Summer wrinkled her nose. “I couldn’t tell who got out, but he seemed kinda tall. I crawled until I got to the part of the garden with the statues, and then I ran back home. I didn’t hear anything, I swear.”
My heart leapt into my throat. I came to a sickening conclusion and prayed I was wrong. Too bad the Zeuses of the world couldn’t always swallow their mistresses, to protect them.
“Summer, sweetie, let’s get out of here.”
* * *
“Where are you going?” Summer blinked as we stopped in front of her grandparents’ house. I’d resisted the urge to call Truman while Summer was in the car.
“I’m going to see your grandpa at the police station.” I wanted to be straight with her.

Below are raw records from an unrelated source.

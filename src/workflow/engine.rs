use tracing::{debug, trace};

use super::graph::{Graph, WorkflowState};
use crate::error::{EngineFault, WorkflowError};

pub const DEFAULT_MAX_TRANSITIONS: usize = 25;

/// Result of walking a graph to its terminal step.
#[derive(Debug)]
pub struct Execution<S> {
    pub state: S,
    pub terminal: &'static str,
    /// Every step run, in order, terminal included.
    pub path: Vec<&'static str>,
}

/// Walks a graph one step at a time. Steps never run concurrently within one
/// execution.
#[derive(Debug, Clone, Copy)]
pub struct Engine {
    max_transitions: usize,
}

impl Default for Engine {
    fn default() -> Self {
        Self::new(DEFAULT_MAX_TRANSITIONS)
    }
}

impl Engine {
    pub fn new(max_transitions: usize) -> Self {
        Self { max_transitions }
    }

    /// Effective ceiling for `graph`: a graph may lower the engine's limit
    /// but never raise it.
    pub fn limit_for<S>(&self, graph: &Graph<S>) -> usize {
        graph
            .max_transitions()
            .map_or(self.max_transitions, |limit| limit.min(self.max_transitions))
    }

    pub async fn execute<S: WorkflowState>(&self, graph: &Graph<S>, mut state: S) -> Result<Execution<S>, WorkflowError> {
        let limit = self.limit_for(graph);
        let mut current = graph.entry();
        let mut path = Vec::new();
        let mut transitions = 0usize;

        loop {
            let step = graph
                .step(current)
                .ok_or_else(|| EngineFault::UnknownStep(current.to_string()))?;

            debug!(kind = %graph.kind(), step = current, "running step");
            state = step.run(state).await.map_err(|source| WorkflowError::Step {
                step: current.to_string(),
                source,
            })?;
            path.push(current);

            if current == graph.terminal() {
                return Ok(Execution {
                    state,
                    terminal: current,
                    path,
                });
            }

            let next = graph.next(current, &state)?;
            transitions += 1;
            if transitions > limit {
                return Err(EngineFault::StepLimitExceeded { limit }.into());
            }
            trace!(kind = %graph.kind(), from = current, to = next, "transition");
            current = next;
        }
    }
}

#[cfg(test)]
mod tests {
    use super::*;
    use crate::error::StepError;
    use crate::state_machine::JobKind;
    use crate::workflow::graph::{Conditional, Route, WorkflowOutput, step_fn};
    use serde_json::{Value, json};

    #[derive(Debug, Clone, Default, PartialEq)]
    struct Counter {
        n: u32,
        visited: Vec<&'static str>,
    }

    impl WorkflowState for Counter {
        fn from_input(input: &Value) -> Result<Self, StepError> {
            let n = input
                .get("n")
                .and_then(Value::as_u64)
                .ok_or_else(|| StepError::InvalidInput("n is required".into()))?;
            Ok(Self {
                n: n as u32,
                visited: Vec::new(),
            })
        }

        fn into_output(self) -> Result<WorkflowOutput, StepError> {
            Ok(WorkflowOutput::new(json!({ "n": self.n })))
        }
    }

    #[derive(Debug, Clone, Copy, PartialEq)]
    enum Loop {
        Again,
        Done,
    }

    impl Route for Loop {
        const ALL: &'static [Self] = &[Loop::Again, Loop::Done];

        fn label(&self) -> &'static str {
            match self {
                Loop::Again => "again",
                Loop::Done => "done",
            }
        }
    }

    fn until_ten(c: &Counter) -> Loop {
        if c.n >= 10 { Loop::Done } else { Loop::Again }
    }

    fn increment(mut c: Counter) -> Result<Counter, StepError> {
        c.n += 1;
        c.visited.push("increment");
        Ok(c)
    }

    fn finish(mut c: Counter) -> Result<Counter, StepError> {
        c.visited.push("finish");
        Ok(c)
    }

    fn counting_graph() -> Graph<Counter> {
        Graph::builder(JobKind::LessonContent)
            .entry("increment")
            .step("increment", step_fn(increment))
            .step("finish", step_fn(finish))
            .route(
                "increment",
                until_ten,
                &[(Loop::Done, "finish"), (Loop::Again, "increment")],
            )
            .build()
            .unwrap()
    }

    #[tokio::test]
    async fn walks_loop_until_condition_holds() {
        let run = Engine::default()
            .execute(&counting_graph(), Counter { n: 7, ..Default::default() })
            .await
            .unwrap();
        assert_eq!(run.terminal, "finish");
        assert_eq!(run.state.n, 10);
        assert_eq!(run.path, vec!["increment", "increment", "increment", "finish"]);
    }

    #[tokio::test]
    async fn same_input_reaches_same_terminal() {
        let graph = counting_graph();
        let engine = Engine::default();
        let a = engine.execute(&graph, Counter { n: 3, ..Default::default() }).await.unwrap();
        let b = engine.execute(&graph, Counter { n: 3, ..Default::default() }).await.unwrap();
        assert_eq!(a.path, b.path);
        assert_eq!(a.state, b.state);
    }

    #[tokio::test]
    async fn cycle_hits_transition_ceiling() {
        let err = Engine::new(5)
            .execute(&counting_graph(), Counter::default())
            .await
            .unwrap_err();
        assert!(matches!(
            err,
            WorkflowError::Engine(EngineFault::StepLimitExceeded { limit: 5 })
        ));
        assert!(!err.is_retryable());
    }

    #[tokio::test]
    async fn graph_can_lower_the_ceiling() {
        let graph = Graph::builder(JobKind::LessonContent)
            .entry("increment")
            .max_transitions(2)
            .step("increment", step_fn(increment))
            .step("finish", step_fn(finish))
            .route(
                "increment",
                until_ten,
                &[(Loop::Done, "finish"), (Loop::Again, "increment")],
            )
            .build()
            .unwrap();
        assert_eq!(Engine::default().limit_for(&graph), 2);
        assert!(Engine::default().execute(&graph, Counter::default()).await.is_err());
        assert!(
            Engine::default()
                .execute(&graph, Counter { n: 9, ..Default::default() })
                .await
                .is_ok()
        );
    }

    #[tokio::test]
    async fn step_error_aborts_with_step_name() {
        let graph = Graph::builder(JobKind::LessonContent)
            .entry("start")
            .step("start", step_fn(increment))
            .step(
                "explode",
                step_fn(|_: Counter| -> Result<Counter, StepError> {
                    Err(StepError::Validation("bad structure".into()))
                }),
            )
            .step("finish", step_fn(finish))
            .edge("start", "explode")
            .edge("explode", "finish")
            .build()
            .unwrap();

        let err = Engine::default()
            .execute(&graph, Counter::default())
            .await
            .unwrap_err();
        match err {
            WorkflowError::Step { step, source } => {
                assert_eq!(step, "explode");
                assert!(matches!(source, StepError::Validation(_)));
            }
            other => panic!("unexpected error {other:?}"),
        }
    }

    #[test]
    fn conditional_falls_back_to_default() {
        let graph = Graph::builder(JobKind::LessonContent)
            .entry("start")
            .step("start", step_fn(increment))
            .step("big", step_fn(finish))
            .step("finish", step_fn(finish))
            .conditional(
                "start",
                Conditional::new().when("big", |c: &Counter| c.n > 100, "big").otherwise("finish"),
            )
            .edge("big", "finish")
            .build()
            .unwrap();
        assert_eq!(graph.next("start", &Counter::default()), Ok("finish"));
        assert_eq!(
            graph.next("start", &Counter { n: 101, ..Default::default() }),
            Ok("big")
        );
        assert_eq!(
            graph.next("finish", &Counter::default()),
            Err(EngineFault::NoMatchingEdge { step: "finish".into() })
        );
    }
}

“You’re not going to tell him I was out that night, are you?” Summer crumpled in her seat and pouted. “It doesn’t matter now. You heard they caught the guy who did it. It’s the mayor, and it fits. He drives one of those old-fashioned cars.” She turned her hazel eyes to me, pleading.

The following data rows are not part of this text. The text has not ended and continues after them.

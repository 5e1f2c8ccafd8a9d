//! # MCP Handler Module
//!
//! Implements the Model Context Protocol methods on top of the tool
//! [`Dispatcher`]:
//!
//! - `initialize` - handshake, advertises server info and capabilities
//! - `ping` - liveness check
//! - `tools/list` - the registered tool catalog
//! - `tools/call` - runs a tool and returns its content
//!
//! Notifications (requests without an id) never produce a response.

use crate::mcp::{
    dispatcher::Dispatcher,
    protocol::{error_codes, Request, Response, ToolCall, DEFAULT_PROTOCOL_VERSION},
};
use serde_json::{json, Value};
use tracing::{debug, info};

/// Static identity reported during the handshake.
#[derive(Debug, Clone)]
pub struct ServerInfo {
    pub name: String,
    pub version: String,
    pub instructions: String,
}

#[derive(Debug, Clone)]
pub struct McpServer {
    info: ServerInfo,
    dispatcher: Dispatcher,
}

impl McpServer {
    pub fn new(info: ServerInfo, dispatcher: Dispatcher) -> Self {
        Self { info, dispatcher }
    }

    pub fn info(&self) -> &ServerInfo {
        &self.info
    }

    pub fn dispatcher(&self) -> &Dispatcher {
        &self.dispatcher
    }

    /// This is the main dispatcher for all incoming MCP requests.
    pub async fn handle_mcp_request(&self, req: Request) -> Option<Response> {
        if req.is_notification() {
            debug!("Received notification: {}", req.method);
            return None;
        }

        info!("Handling MCP request for method: {}", req.method);

        let response = match req.method.as_str() {
            "initialize" => self.handle_initialize(&req),
            "ping" => Response::success(req.id, json!({})),
            "tools/list" => self.handle_tools_list(&req),
            "tools/call" => self.handle_tool_call(req).await,
            _ => Response::error(
                req.id,
                error_codes::METHOD_NOT_FOUND,
                format!("Method not found: {}", req.method),
            ),
        };

        Some(response)
    }

    fn handle_initialize(&self, req: &Request) -> Response {
        let protocol_version = req
            .params
            .as_ref()
            .and_then(|p| p.get("protocolVersion"))
            .and_then(Value::as_str)
            .unwrap_or(DEFAULT_PROTOCOL_VERSION);

        Response::success(
            req.id.clone(),
            json!({
                "protocolVersion": protocol_version,
                "serverInfo": {
                    "name": self.info.name,
                    "version": self.info.version,
                },
                "capabilities": { "tools": { "listChanged": false } },
                "instructions": self.info.instructions,
            }),
        )
    }

    /// Handles the 'tools/list' request by returning every registered tool in order.
    fn handle_tools_list(&self, req: &Request) -> Response {
        let tools: Vec<Value> = self
            .dispatcher
            .registry()
            .list()
            .iter()
            .map(|tool| tool.advertisement())
            .collect();
        Response::success(req.id.clone(), json!({ "tools": tools }))
    }

    /// Handles a 'tools/call' request. Only a malformed envelope is a protocol
    /// error; everything the tool itself reports travels as content.
    async fn handle_tool_call(&self, req: Request) -> Response {
        let params = match req.params.as_ref() {
            Some(p) => p,
            None => {
                return Response::error(
                    req.id,
                    error_codes::INVALID_PARAMS,
                    "Missing 'params' object".into(),
                )
            }
        };

        let name = match params.get("name").and_then(Value::as_str) {
            Some(name) => name.to_string(),
            None => {
                return Response::error(
                    req.id,
                    error_codes::INVALID_PARAMS,
                    "Missing 'name' field in params".into(),
                )
            }
        };

        let call = ToolCall {
            id: req.id.clone(),
            name,
            arguments: params.get("arguments").cloned().unwrap_or(Value::Null),
        };

        let response = self.dispatcher.dispatch(call).await;
        match serde_json::to_value(&response) {
            Ok(result) => Response::success(response.id, result),
            Err(e) => Response::error(
                response.id,
                error_codes::INTERNAL_ERROR,
                format!("Failed to encode tool response: {}", e),
            ),
        }
    }
}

“Maybe so.” I offered her a sad smile. “It’ll be okay, Summer.”
“My dad will be mad.” She glanced at the front door. “And Grandpa will say I held up his investigation.”
This made me burst out laughing. “They’ll just be happy you’re safe and sound. And no matter what, it was very brave of you to go back to check on Jeeves that night, even if it wasn’t exactly allowed. Now do I get to see him before I go?”
Summer unbuckled herself and nodded.
On the way home, I’d complimented her on her unwavering care of Whiskey, Soda, and Jeeves, trying to focus on the positive aspects of a thirteen-year-old girl sneaking out of her house nearly a month ago and almost witnessing a murder. Summer had perked up a bit and chatted about Jeeves. She’d begged me to come in to see how big he’d grown and the new trick he could do, a backflip.
“I don’t know where he is.” She peered under the couch in a comfortable-looking living room.
Pictures of Summer from the time she was a baby to the present adorned one wall, and pictures of Garrett depicting the same covered another.
“He usually comes out when I get home. Jeeves!”
Should I step outside to call Truman?
Summer disappeared around the corner and gasped. “Grandma!”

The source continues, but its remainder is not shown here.